== GIVEN RECORDS ==
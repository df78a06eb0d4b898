#![allow(missing_docs)]

use tempfile::tempdir;
use tessera::{
    ByteHandling, Record, Revision, StorageKind, Store, StoreOptions, TesseraError,
};

const KEY: [u8; 32] = [0x42; 32];

fn options(path: std::path::PathBuf, kind: StorageKind, handling: ByteHandling) -> StoreOptions {
    let options = StoreOptions::new(path)
        .storage(kind)
        .byte_handling(handling)
        .fanout_exponent(3)
        .trie_levels(3)
        .bucket_exponent(3);
    if handling.needs_key() {
        options.encryption_key(KEY)
    } else {
        options
    }
}

#[test]
fn every_store_kind_and_pipeline_round_trips_revisions() -> tessera::Result<()> {
    let dir = tempdir()?;
    for kind in [StorageKind::File, StorageKind::Embedded, StorageKind::Object] {
        for handling in [
            ByteHandling::None,
            ByteHandling::Compress,
            ByteHandling::Encrypt,
            ByteHandling::Both,
        ] {
            let path = dir.path().join(format!("{kind:?}-{handling:?}"));
            {
                let store = Store::create(options(path.clone(), kind, handling))?;
                let mut trx = store.begin_write()?;
                for key in 0..100 {
                    trx.set_record(Record::new(key, vec![key as u8; 64]))?;
                }
                trx.set_meta("kind", &format!("{kind:?}"))?;
                trx.commit()?;
                assert!(trx.remove_record(10)?);
                trx.commit()?;
                trx.close()?;
                store.close()?;
            }

            let store = Store::open(options(path, kind, handling))?;
            assert_eq!(store.latest_revision(), Revision(2), "{kind:?}/{handling:?}");
            let first = store.begin_read(Some(1))?;
            let second = store.begin_read(Some(2))?;
            for key in 0..100u64 {
                assert_eq!(
                    first.get_record(key)?.map(|r| r.payload),
                    Some(vec![key as u8; 64])
                );
            }
            assert!(second.get_record(10)?.is_none());
            assert_eq!(second.revision_size()?, 99);
            assert_eq!(second.meta("kind")?, Some(format!("{kind:?}")));
        }
    }
    Ok(())
}

#[test]
fn reopening_with_a_different_layout_is_incompatible() -> tessera::Result<()> {
    let dir = tempdir()?;
    let path = dir.path().join("store");
    Store::create(options(path.clone(), StorageKind::File, ByteHandling::None))?.close()?;

    let compressed = options(path.clone(), StorageKind::File, ByteHandling::Compress);
    assert!(matches!(
        Store::open(compressed),
        Err(TesseraError::Incompatible(_))
    ));
    let wider = options(path.clone(), StorageKind::File, ByteHandling::None).fanout_exponent(4);
    assert!(matches!(Store::open(wider), Err(TesseraError::Incompatible(_))));

    let same = options(path, StorageKind::File, ByteHandling::None).restore_window(9);
    assert!(Store::open(same).is_ok());
    Ok(())
}

#[test]
fn wrong_encryption_key_cannot_read_pages() -> tessera::Result<()> {
    let dir = tempdir()?;
    let path = dir.path().join("store");
    {
        let store = Store::create(options(path.clone(), StorageKind::Object, ByteHandling::Both))?;
        let mut trx = store.begin_write()?;
        trx.set_record(Record::new(0, b"secret".to_vec()))?;
        trx.commit()?;
        trx.close()?;
        store.close()?;
    }
    let wrong = options(path, StorageKind::Object, ByteHandling::Both).encryption_key([7; 32]);
    let result = Store::open(wrong).and_then(|store| store.begin_read(None)?.get_record(0));
    assert!(result.is_err());
    Ok(())
}

#[test]
fn encryption_without_key_is_a_config_error() {
    let dir = tempdir().unwrap();
    let options = StoreOptions::new(dir.path().join("store")).byte_handling(ByteHandling::Encrypt);
    assert!(matches!(Store::create(options), Err(TesseraError::Config(_))));
}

== WHAT YOU SHOULD DO ==
Write the records out in full, exactly as they read above.

== RESPONSE AREA ==
repository df78a06eb0d4b898
#![allow(missing_docs)]

use tempfile::tempdir;
use tessera::{
    ByteHandling, Record, Revision, StorageKind, Store, StoreOptions, TesseraError,
};

const KEY: [u8; 32] = [0x42; 32];

fn options(path: std::path::PathBuf, kind: StorageKind, handling: ByteHandling) -> StoreOptions {
    let options = StoreOptions::new(path)
        .storage(kind)
        .byte_handling(handling)
        .fanout_exponent(3)
        .trie_levels(3)
        .bucket_exponent(3);
    if handling.needs_key() {
        options.encryption_key(KEY)
    } else {
        options
    }
}

#[test]
fn every_store_kind_and_pipeline_round_trips_revisions() -> tessera::Result<()> {
    let dir = tempdir()?;
    for kind in [StorageKind::File, StorageKind::Embedded, StorageKind::Object] {
        for handling in [
            ByteHandling::None,
            ByteHandling::Compress,
            ByteHandling::Encrypt,
            ByteHandling::Both,
        ] {
            let path = dir.path().join(format!("{kind:?}-{handling:?}"));
            {
                let store = Store::create(options(path.clone(), kind, handling))?;
                let mut trx = store.begin_write()?;
                for key in 0..100 {
                    trx.set_record(Record::new(key, vec![key as u8; 64]))?;
                }
                trx.set_meta("kind", &format!("{kind:?}"))?;
                trx.commit()?;
                assert!(trx.remove_record(10)?);
                trx.commit()?;
                trx.close()?;
                store.close()?;
            }

            let store = Store::open(options(path, kind, handling))?;
            assert_eq!(store.latest_revision(), Revision(2), "{kind:?}/{handling:?}");
            let first = store.begin_read(Some(1))?;
            let second = store.begin_read(Some(2))?;
            for key in 0..100u64 {
                assert_eq!(
                    first.get_record(key)?.map(|r| r.payload),
                    Some(vec![key as u8; 64])
                );
            }
            assert!(second.get_record(10)?.is_none());
            assert_eq!(second.revision_size()?, 99);
            assert_eq!(second.meta("kind")?, Some(format!("{kind:?}")));
        }
    }
    Ok(())
}

#[test]
fn reopening_with_a_different_layout_is_incompatible() -> tessera::Result<()> {
    let dir = tempdir()?;
    let path = dir.path().join("store");
    Store::create(options(path.clone(), StorageKind::File, ByteHandling::None))?.close()?;

    let compressed = options(path.clone(), StorageKind::File, ByteHandling::Compress);
    assert!(matches!(
        Store::open(compressed),
        Err(TesseraError::Incompatible(_))
    ));
    let wider = options(path.clone(), StorageKind::File, ByteHandling::None).fanout_exponent(4);
    assert!(matches!(Store::open(wider), Err(TesseraError::Incompatible(_))));

    let same = options(path, StorageKind::File, ByteHandling::None).restore_window(9);
    assert!(Store::open(same).is_ok());
    Ok(())
}

#[test]
fn wrong_encryption_key_cannot_read_pages() -> tessera::Result<()> {
    let dir = tempdir()?;
    let path = dir.path().join("store");
    {
        let store = Store::create(options(path.clone(), StorageKind::Object, ByteHandling::Both))?;
        let mut trx = store.begin_write()?;
        trx.set_record(Record::new(0, b"secret".to_vec()))?;
        trx.commit()?;
        trx.close()?;
        store.close()?;
    }
    let wrong = options(path, StorageKind::Object, ByteHandling::Both).encryption_key([7; 32]);
    let result = Store::open(wrong).and_then(|store| store.begin_read(None)?.get_record(0));
    assert!(result.is_err());
    Ok(())
}

#[test]
fn encryption_without_key_is_a_config_error() {
    let dir = tempdir().unwrap();
    let options = StoreOptions::new(dir.path().join("store")).byte_handling(ByteHandling::Encrypt);
    assert!(matches!(Store::create(options), Err(TesseraError::Config(_))));
}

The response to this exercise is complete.